F1

Gasly põe top-10 como meta, mas vê Sauber “muito mais rápida” e admite: “Vai ser bem difícil”

12º no primeiro dia de treinos para o GP do Brasil de F1, Pierre Gasly fez uma avaliação positiva da performance da Toro Rosso e colocou o top-10 como meta para sábado. O #10, porém, reconheceu que será difícil fazer frente à Sauber
Warm Up, de São Paulo / JULIANA TESSER, de Interlagos / NATHALIA DE VIVO, de Interlagos
 Pierre Gasly (Foto: Rodrigo Berton/Grande Prêmio)

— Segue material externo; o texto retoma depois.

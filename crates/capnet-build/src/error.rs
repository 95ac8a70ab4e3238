//! Build errors.  All of them are fatal: a topology that fails construction
//! or verification must be discarded, not patched up and used.

use capnet_core::NodeId;
use capnet_ledger::LedgerError;
use thiserror::Error;

#[derive(Debug, Error)]
pub enum BuildError {
    #[error("cannot build a topology from {nodes} node(s); need at least 2")]
    InsufficientNodes { nodes: usize },

    #[error("graph is not connected: reached {reached} of {total} nodes")]
    Disconnected { reached: usize, total: usize },

    #[error(
        "node {node} capacity budget exceeded: used {used:.2} of {capacity:.2} Gbps"
    )]
    BudgetExceeded {
        node: NodeId,
        capacity: f64,
        used: f64,
    },

    #[error("ledger rejected a built edge: {0}")]
    Ledger(#[from] LedgerError),
}

pub type BuildResult<T> = Result<T, BuildError>;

Pierre Gasly fechou o primeiro dia em Interlagos com o 12º tempo. Com sua melhor volta nesta sexta-feira (9) em 1min10s330, o francês ficou a 1s484 de Valtteri Bottas, o líder, mas apenas 0s171 atrás de Esteban Ocon, o décimo colocado.
 
Falando à imprensa ao fim dos trabalhos na pista paulistana, Gasly explicou que o início do dia não foi lá dos mais positivos, mas a Toro Rosso conseguiu dar a volta por cima para a atividade da tarde.
Pierre Gasly colocou top-10 como meta (Foto: Rodrigo Berton/Grande Prêmio)
“Acho que foi muito bem. Hoje foi encorajador”, começou Gasly. “O primeiro treino foi bem difícil, nós tivemos alguns problemas com o carro, com o acerto, não fiquei super feliz com o equilíbrio do carro, mas nós conseguimos resolver todos os nossos problemas para o segundo treino, que, no fim, foi bom. Eu fiquei bem feliz com o carro”, continuou. 
 
“Ainda temos algumas coisas para trabalhar para amanhã. Acho que, no geral, a performance foi decente”, frisou. 
 
Ainda brigando com a Sauber no Mundial de Construtores, Gasly reconheceu que vai ser difícil superar o time de Charles Leclerc e Marcus Ericsson, mas colocou o top-10 como meta.
 
“Nós estamos em 12º, bem próximos da Force India, para entrar no top-10, então acho que será a meta”, comentou. “Com certeza, não será fácil, já que a Sauber é muito mais rápida, então vai ser bem difícil pegá-los, mas tomara que consigamos um top-10 amanhã”, completou.
 
Companheiro de Pierre, Brendon Hartley não conseguiu o mesmo desempenho. O #28 fez sua melhor volta em 1min10s734 e ficou em 19º, 1s888 atrás do ponteiro. 
 
O neozelandês relatou algumas dificuldades com o equilíbrio do carro e falou em buscar uma solução com os engenheiros.
 
“Não diria que fomos tão competitivos quanto gostaríamos, mas lutamos um pouco com o equilíbrio do carro hoje”, explicou Hartley. “Temos algum trabalho para fazer com os engenheiros nesta noite para, tomara, encontrarmos uma reação”, encerrou.